# Problem details:
I need the lines below from the one with "pub fn digest(&self)" down to the one with "the same directory." reproduced exactly, both ends included, and nothing else.
--- Extracted data Enclosed Below ---
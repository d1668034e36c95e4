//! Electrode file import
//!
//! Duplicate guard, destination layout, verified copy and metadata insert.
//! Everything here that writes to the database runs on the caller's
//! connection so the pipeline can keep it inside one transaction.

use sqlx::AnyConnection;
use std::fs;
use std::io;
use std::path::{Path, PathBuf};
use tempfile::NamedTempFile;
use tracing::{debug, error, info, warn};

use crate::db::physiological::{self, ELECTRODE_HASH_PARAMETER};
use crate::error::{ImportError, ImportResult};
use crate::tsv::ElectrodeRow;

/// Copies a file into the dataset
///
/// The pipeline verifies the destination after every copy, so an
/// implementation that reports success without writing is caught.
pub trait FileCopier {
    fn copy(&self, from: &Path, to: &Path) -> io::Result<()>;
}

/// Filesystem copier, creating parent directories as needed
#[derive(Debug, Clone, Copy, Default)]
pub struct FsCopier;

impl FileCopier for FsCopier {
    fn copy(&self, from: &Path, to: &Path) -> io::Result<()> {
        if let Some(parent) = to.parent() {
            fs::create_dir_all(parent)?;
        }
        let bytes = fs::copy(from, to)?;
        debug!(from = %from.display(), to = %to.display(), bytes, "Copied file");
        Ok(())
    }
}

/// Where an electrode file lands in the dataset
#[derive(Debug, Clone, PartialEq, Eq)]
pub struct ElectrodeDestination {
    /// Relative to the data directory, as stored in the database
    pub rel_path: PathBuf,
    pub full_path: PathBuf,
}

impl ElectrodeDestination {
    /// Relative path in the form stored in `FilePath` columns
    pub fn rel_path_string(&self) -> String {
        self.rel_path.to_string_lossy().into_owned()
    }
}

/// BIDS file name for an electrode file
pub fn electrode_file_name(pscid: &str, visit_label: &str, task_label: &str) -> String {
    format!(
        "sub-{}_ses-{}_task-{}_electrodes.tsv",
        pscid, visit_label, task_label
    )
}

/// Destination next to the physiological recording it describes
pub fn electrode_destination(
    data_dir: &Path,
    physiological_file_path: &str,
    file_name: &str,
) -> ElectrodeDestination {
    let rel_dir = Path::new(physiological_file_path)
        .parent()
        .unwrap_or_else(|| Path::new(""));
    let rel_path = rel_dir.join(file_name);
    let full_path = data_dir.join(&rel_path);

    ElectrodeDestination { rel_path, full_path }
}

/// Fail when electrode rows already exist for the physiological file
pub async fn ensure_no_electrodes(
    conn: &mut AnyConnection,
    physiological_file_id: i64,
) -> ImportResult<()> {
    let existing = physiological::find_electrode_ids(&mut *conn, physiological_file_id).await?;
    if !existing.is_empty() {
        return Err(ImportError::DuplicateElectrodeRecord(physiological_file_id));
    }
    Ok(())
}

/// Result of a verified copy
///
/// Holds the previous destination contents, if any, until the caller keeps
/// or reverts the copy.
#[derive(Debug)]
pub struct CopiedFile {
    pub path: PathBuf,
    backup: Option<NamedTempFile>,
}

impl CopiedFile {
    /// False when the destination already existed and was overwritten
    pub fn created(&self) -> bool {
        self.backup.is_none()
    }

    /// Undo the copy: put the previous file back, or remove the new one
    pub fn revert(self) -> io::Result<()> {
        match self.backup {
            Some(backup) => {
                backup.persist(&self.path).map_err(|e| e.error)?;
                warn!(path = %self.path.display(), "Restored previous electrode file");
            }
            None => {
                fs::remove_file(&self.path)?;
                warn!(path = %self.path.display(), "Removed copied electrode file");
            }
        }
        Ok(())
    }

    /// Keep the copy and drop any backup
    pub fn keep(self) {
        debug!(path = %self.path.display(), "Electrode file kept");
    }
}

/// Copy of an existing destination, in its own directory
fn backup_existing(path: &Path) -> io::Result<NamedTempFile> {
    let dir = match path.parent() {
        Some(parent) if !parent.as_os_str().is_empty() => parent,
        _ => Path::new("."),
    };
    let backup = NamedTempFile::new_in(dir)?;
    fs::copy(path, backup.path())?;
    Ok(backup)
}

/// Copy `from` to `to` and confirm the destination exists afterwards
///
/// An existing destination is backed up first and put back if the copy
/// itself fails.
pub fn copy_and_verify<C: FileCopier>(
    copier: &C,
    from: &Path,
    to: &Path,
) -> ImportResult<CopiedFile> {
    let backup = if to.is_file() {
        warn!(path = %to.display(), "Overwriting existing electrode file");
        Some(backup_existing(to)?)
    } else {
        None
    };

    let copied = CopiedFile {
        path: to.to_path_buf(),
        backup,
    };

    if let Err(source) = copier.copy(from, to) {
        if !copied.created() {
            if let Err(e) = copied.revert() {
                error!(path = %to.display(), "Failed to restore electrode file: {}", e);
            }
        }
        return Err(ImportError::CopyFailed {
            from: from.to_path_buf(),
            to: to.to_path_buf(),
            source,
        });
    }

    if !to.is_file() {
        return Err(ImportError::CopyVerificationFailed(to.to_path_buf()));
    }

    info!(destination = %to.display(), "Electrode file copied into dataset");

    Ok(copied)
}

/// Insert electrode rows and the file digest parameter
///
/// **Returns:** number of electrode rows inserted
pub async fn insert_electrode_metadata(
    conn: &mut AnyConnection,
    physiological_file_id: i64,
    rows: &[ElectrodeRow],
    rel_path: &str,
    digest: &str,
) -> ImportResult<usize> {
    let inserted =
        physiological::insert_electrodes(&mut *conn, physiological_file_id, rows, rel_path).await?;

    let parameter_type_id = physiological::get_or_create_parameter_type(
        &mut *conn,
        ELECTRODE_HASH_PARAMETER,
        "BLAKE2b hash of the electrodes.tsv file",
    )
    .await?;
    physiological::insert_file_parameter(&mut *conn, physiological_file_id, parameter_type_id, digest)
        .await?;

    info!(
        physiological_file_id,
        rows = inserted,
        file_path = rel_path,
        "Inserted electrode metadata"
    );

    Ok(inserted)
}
--- End of Enclosed Extracted data ---
--- Extracted data Enclosed Below ---
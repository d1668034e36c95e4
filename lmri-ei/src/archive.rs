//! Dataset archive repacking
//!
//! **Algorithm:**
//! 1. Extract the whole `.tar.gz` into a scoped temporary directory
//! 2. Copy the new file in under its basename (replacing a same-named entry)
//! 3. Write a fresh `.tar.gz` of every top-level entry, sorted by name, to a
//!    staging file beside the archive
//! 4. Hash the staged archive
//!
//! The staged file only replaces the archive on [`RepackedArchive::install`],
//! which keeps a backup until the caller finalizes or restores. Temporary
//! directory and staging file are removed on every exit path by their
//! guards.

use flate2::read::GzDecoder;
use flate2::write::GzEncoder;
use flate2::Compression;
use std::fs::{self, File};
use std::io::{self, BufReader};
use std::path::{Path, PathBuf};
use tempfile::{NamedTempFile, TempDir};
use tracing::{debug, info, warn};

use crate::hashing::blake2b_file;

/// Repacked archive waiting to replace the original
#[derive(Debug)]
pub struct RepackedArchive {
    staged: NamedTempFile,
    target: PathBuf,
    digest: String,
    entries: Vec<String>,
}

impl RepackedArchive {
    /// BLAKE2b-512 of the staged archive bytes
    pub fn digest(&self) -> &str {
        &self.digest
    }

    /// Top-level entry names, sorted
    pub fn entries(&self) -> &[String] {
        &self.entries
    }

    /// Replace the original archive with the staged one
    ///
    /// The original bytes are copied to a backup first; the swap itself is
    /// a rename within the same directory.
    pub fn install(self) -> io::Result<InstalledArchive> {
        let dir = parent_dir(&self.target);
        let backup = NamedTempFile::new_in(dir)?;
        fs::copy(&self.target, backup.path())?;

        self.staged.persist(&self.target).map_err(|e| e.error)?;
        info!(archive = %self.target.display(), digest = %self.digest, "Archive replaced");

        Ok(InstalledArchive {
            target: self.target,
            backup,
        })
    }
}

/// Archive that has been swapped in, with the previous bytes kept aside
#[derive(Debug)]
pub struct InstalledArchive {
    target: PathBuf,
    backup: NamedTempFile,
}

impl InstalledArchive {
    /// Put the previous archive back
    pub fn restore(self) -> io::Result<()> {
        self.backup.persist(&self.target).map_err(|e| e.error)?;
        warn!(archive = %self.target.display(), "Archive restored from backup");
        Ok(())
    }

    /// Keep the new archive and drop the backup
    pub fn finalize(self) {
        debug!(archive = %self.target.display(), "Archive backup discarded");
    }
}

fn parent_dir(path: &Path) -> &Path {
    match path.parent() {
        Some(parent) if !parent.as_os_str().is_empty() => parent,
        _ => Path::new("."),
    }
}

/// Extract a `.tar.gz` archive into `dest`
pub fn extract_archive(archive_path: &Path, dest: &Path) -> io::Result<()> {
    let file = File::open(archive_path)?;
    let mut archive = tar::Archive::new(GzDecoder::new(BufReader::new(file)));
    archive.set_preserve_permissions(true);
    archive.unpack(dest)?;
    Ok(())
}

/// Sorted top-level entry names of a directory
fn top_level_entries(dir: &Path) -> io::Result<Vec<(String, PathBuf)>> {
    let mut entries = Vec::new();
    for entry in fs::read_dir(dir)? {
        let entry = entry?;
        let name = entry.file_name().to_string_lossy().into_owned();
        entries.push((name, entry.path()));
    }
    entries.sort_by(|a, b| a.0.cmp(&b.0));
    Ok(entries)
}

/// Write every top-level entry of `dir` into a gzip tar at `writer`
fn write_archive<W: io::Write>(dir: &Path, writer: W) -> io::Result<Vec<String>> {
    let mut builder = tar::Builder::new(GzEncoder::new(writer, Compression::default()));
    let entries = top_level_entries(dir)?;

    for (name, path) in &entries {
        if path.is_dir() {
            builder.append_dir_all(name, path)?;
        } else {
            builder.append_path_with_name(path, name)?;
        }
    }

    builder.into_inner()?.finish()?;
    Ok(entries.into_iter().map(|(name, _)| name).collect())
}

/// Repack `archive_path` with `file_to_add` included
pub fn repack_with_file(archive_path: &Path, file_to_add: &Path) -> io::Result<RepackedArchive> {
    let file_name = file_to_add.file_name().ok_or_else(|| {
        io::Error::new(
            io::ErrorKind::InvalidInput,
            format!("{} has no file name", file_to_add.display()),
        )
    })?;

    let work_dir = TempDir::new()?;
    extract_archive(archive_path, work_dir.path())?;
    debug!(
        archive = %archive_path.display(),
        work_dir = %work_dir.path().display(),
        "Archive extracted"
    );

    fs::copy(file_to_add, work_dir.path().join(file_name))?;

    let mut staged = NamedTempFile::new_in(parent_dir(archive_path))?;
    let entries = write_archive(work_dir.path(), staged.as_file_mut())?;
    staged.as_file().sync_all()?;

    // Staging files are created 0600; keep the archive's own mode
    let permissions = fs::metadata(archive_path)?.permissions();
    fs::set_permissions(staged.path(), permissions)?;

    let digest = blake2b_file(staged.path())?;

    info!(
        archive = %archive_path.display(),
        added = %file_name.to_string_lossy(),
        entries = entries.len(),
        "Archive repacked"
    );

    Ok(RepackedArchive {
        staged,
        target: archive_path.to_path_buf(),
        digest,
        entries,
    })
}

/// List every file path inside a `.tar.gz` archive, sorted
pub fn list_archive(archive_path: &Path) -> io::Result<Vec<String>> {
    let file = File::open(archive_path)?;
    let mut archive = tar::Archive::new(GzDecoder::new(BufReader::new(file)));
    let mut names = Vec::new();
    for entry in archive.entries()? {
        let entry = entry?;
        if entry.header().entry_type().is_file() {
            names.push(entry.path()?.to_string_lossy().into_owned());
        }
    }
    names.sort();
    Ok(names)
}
--- End of Enclosed Extracted data ---
# Exercise solution:
    pub fn digest(&self) -> &str {
        &self.digest
    }

    /// Top-level entry names, sorted
    pub fn entries(&self) -> &[String] {
        &self.entries
    }

    /// Replace the original archive with the staged one
    ///
    /// The original bytes are copied to a backup first; the swap itself is
    /// a rename within the same directory.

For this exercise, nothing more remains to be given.